Here are some of the mistakes to look out for during your job hunting season.
Putting in little effort.
Job-hunting is a process that will require dedicated efforts. How then do you put in the work? First off, start by polishing your resume and having an extra pair of eyes have a look for any corrections or recommendations. There are so many people online and, in your community, who are willing to help you with your resume. In addition to this, do your research on prospective employers you want to work for. Prepare and prepare even more. I cannot emphasize further the importance of this. Come up with a job-hunting checklist that will help guide your search and help you stay focused and on course. Define what your goal is and what you need to do to achieve it. Also, be open to advise and help from those willing to give it. Part of putting in the work is asking for help when you need it.
Comparing yourself with others
The comparison culture that stems from college may make graduates tend to compare themselves with other job seekers. As cliché as it sounds, avoid such tendencies. You are an individual with unique sets of skills. If the ones you started with are high up in their career ladders, good for them. Your time too will come. Your journey is never going to be similar to that of your friend or former classmate. Keep the focus on you and your goal.
Setting unrealistic expectations
Failing to manage your expectations is a big job-hunting mistake. A mistake that will earn you a mountain of disappointments. Expectations about the nature of your first job, your first salary as well as the time you will take to land that managerial position. A job-hunting tip for you is to be open-minded and ready to work your way up the ladder from the very bottom. The first job you get won’t be the one you wanted. Take, for example, a graduate in Media and Communication. As an upcoming journalist, you will want to work for the most prominent and accomplished media station with an excellent starting salary. Does that mean that you will say no to a job opportunity from an upcoming media house? I hope not. Remember, the small beginnings are those that you will cherish the most.
While it may be natural to want to be offered more, this may be hard to achieve if you have little to no experience in the desired field. Take some time and weigh on your skills vs what the job market pays. It can be an opportunity for you to build on skills that will make you stand out.
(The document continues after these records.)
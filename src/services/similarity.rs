//! TF-IDF vector space and all-pairs cosine similarity over movie overviews.
//!
//! Weights follow the smooth-idf scheme: `tf * (ln((1 + n) / (1 + df)) + 1)`,
//! with every document vector L2-normalised so cosine similarity reduces to a
//! dot product.

use std::collections::{BTreeMap, BTreeSet};

use crate::models::MovieRecord;
use crate::services::tokenizer::tokenize;

/// Sparse vector stored as `(dimension, weight)` pairs sorted by dimension
#[derive(Debug, Clone, Default, PartialEq)]
pub struct SparseVector {
    entries: Vec<(usize, f64)>,
}

impl SparseVector {
    pub fn entries(&self) -> &[(usize, f64)] {
        &self.entries
    }

    pub fn is_zero(&self) -> bool {
        self.entries.is_empty()
    }

    pub fn norm(&self) -> f64 {
        self.entries.iter().map(|(_, w)| w * w).sum::<f64>().sqrt()
    }

    pub fn dot(&self, other: &SparseVector) -> f64 {
        let (mut a, mut b) = (self.entries.iter().peekable(), other.entries.iter().peekable());
        let mut sum = 0.0;
        while let (Some(&&(i, x)), Some(&&(j, y))) = (a.peek(), b.peek()) {
            match i.cmp(&j) {
                std::cmp::Ordering::Less => {
                    a.next();
                }
                std::cmp::Ordering::Greater => {
                    b.next();
                }
                std::cmp::Ordering::Equal => {
                    sum += x * y;
                    a.next();
                    b.next();
                }
            }
        }
        sum
    }
}

/// TF-IDF model fitted over an ordered set of documents
///
/// Immutable once built. Vector `i` belongs to document `i`.
#[derive(Debug, Clone)]
pub struct VectorSpace {
    vocabulary: BTreeMap<String, usize>,
    idf: Vec<f64>,
    vectors: Vec<SparseVector>,
}

impl VectorSpace {
    /// Fits the vocabulary and idf weights and vectorizes every document
    pub fn fit<S: AsRef<str>>(documents: &[S]) -> Self {
        let tokenized: Vec<Vec<String>> = documents.iter().map(|d| tokenize(d.as_ref())).collect();

        // Dimensions are assigned in lexicographic term order
        let terms: BTreeSet<&str> = tokenized.iter().flatten().map(String::as_str).collect();
        let vocabulary: BTreeMap<String, usize> = terms
            .into_iter()
            .enumerate()
            .map(|(index, term)| (term.to_string(), index))
            .collect();

        let mut doc_freq = vec![0usize; vocabulary.len()];
        let counts: Vec<BTreeMap<usize, usize>> = tokenized
            .iter()
            .map(|tokens| {
                let mut term_counts = BTreeMap::new();
                for token in tokens {
                    *term_counts.entry(vocabulary[token.as_str()]).or_insert(0) += 1;
                }
                for &dimension in term_counts.keys() {
                    doc_freq[dimension] += 1;
                }
                term_counts
            })
            .collect();

        let n = documents.len() as f64;
        let idf: Vec<f64> = doc_freq
            .iter()
            .map(|&df| ((1.0 + n) / (1.0 + df as f64)).ln() + 1.0)
            .collect();

        let vectors = counts
            .into_iter()
            .map(|term_counts| {
                let mut entries: Vec<(usize, f64)> = term_counts
                    .into_iter()
                    .map(|(dimension, tf)| (dimension, tf as f64 * idf[dimension]))
                    .collect();
                let norm = entries.iter().map(|(_, w)| w * w).sum::<f64>().sqrt();
                if norm > 0.0 {
                    entries.iter_mut().for_each(|(_, w)| *w /= norm);
                }
                SparseVector { entries }
            })
            .collect();

        Self {
            vocabulary,
            idf,
            vectors,
        }
    }

    pub fn vocabulary_size(&self) -> usize {
        self.vocabulary.len()
    }

    pub fn len(&self) -> usize {
        self.vectors.len()
    }

    pub fn is_empty(&self) -> bool {
        self.vectors.is_empty()
    }

    /// Dimension index of a term, if it is in the vocabulary
    pub fn dimension(&self, term: &str) -> Option<usize> {
        self.vocabulary.get(term).copied()
    }

    pub fn idf(&self, term: &str) -> Option<f64> {
        self.dimension(term).map(|d| self.idf[d])
    }

    pub fn vector(&self, index: usize) -> Option<&SparseVector> {
        self.vectors.get(index)
    }

    pub fn vectors(&self) -> &[SparseVector] {
        &self.vectors
    }
}

/// Dense, symmetric N×N cosine similarity matrix
#[derive(Debug, Clone, PartialEq)]
pub struct SimilarityMatrix {
    size: usize,
    scores: Vec<f64>,
}

impl SimilarityMatrix {
    /// Vectorizes the overviews of `records` and computes all pairwise similarities
    ///
    /// An empty corpus yields an empty matrix.
    pub fn build(records: &[MovieRecord]) -> Self {
        let overviews: Vec<&str> = records.iter().map(|r| r.overview.as_str()).collect();
        Self::from_vector_space(&VectorSpace::fit(&overviews))
    }

    /// Computes the upper triangle through an inverted index and mirrors it
    ///
    /// The diagonal is exactly 1.0 for non-zero vectors and 0.0 for zero vectors.
    pub fn from_vector_space(space: &VectorSpace) -> Self {
        let size = space.len();
        let vectors = space.vectors();
        let mut scores = vec![0.0; size * size];

        // Postings are pushed in document order, so each list is sorted by document
        let mut postings: Vec<Vec<(usize, f64)>> = vec![Vec::new(); space.vocabulary_size()];
        for (doc, vector) in vectors.iter().enumerate() {
            for &(dimension, weight) in vector.entries() {
                postings[dimension].push((doc, weight));
            }
        }

        let mut row = vec![0.0; size];
        for (i, vector) in vectors.iter().enumerate() {
            row[i..].iter_mut().for_each(|score| *score = 0.0);

            for &(dimension, weight) in vector.entries() {
                let list = &postings[dimension];
                let start = list.partition_point(|&(doc, _)| doc < i);
                for &(j, other) in &list[start..] {
                    row[j] += weight * other;
                }
            }

            for j in i + 1..size {
                scores[i * size + j] = row[j];
                scores[j * size + i] = row[j];
            }
            scores[i * size + i] = if vector.is_zero() { 0.0 } else { 1.0 };
        }

        Self { size, scores }
    }

    pub fn len(&self) -> usize {
        self.size
    }

    pub fn is_empty(&self) -> bool {
        self.size == 0
    }

    /// Similarity between rows `i` and `j`
    ///
    /// # Panics
    /// If either index is out of bounds.
    pub fn get(&self, i: usize, j: usize) -> f64 {
        assert!(i < self.size && j < self.size, "similarity index out of bounds");
        self.scores[i * self.size + j]
    }

    pub fn row(&self, i: usize) -> Option<&[f64]> {
        if i >= self.size {
            return None;
        }
        Some(&self.scores[i * self.size..(i + 1) * self.size])
    }
}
Failing to invest in soft skills
Soft skills are non-technical skills that help determine how you relate with others both in the workplace and other environments. You may have graduated at the top of your class, but unfortunately, this may mean nothing if you aren’t a team player or cannot get along with people. Take a look at what other skills you have aside from good grades. Are you well versed with people skills? Are you able to communicate effectively and eloquently articulate your ideas? Have you invested in or trained your emotional intelligence? Have a list of these questions and determine where your strengths and weaknesses lie.
This is a major pitfall when it comes to job hunting. As much as you need a job, you may also want to have your goal in mind while settling for an offer. We can all agree that it can be an exhausting exercise but be careful not to sabotage yourself in the process. In your search for a job, or as you wait for one, keep yourself busy and create opportunities that will keep you occupied in the meantime.
Ignoring/Neglecting your networks
According to a study conducted by LinkedIn, one of the key contributors to a successful job-hunting process is your network. This can be a family member, a former classmate, a friend or anyone who is already in the job market. When job hunting, don’t only focus on online or adverts in the newspaper. Instead, talk to people about it. Mention it to your networks and let them know that you are currently searching. These are the same people who are more likely to mention your name in a room full of opportunities. Maximize on professional networking platforms such as LinkedIn, which also allow you to specify your current job status. If you do not have an account be sure to open one and start connecting with your prospective employer. You can also go a step further and attach your well-prepared resume on your profile.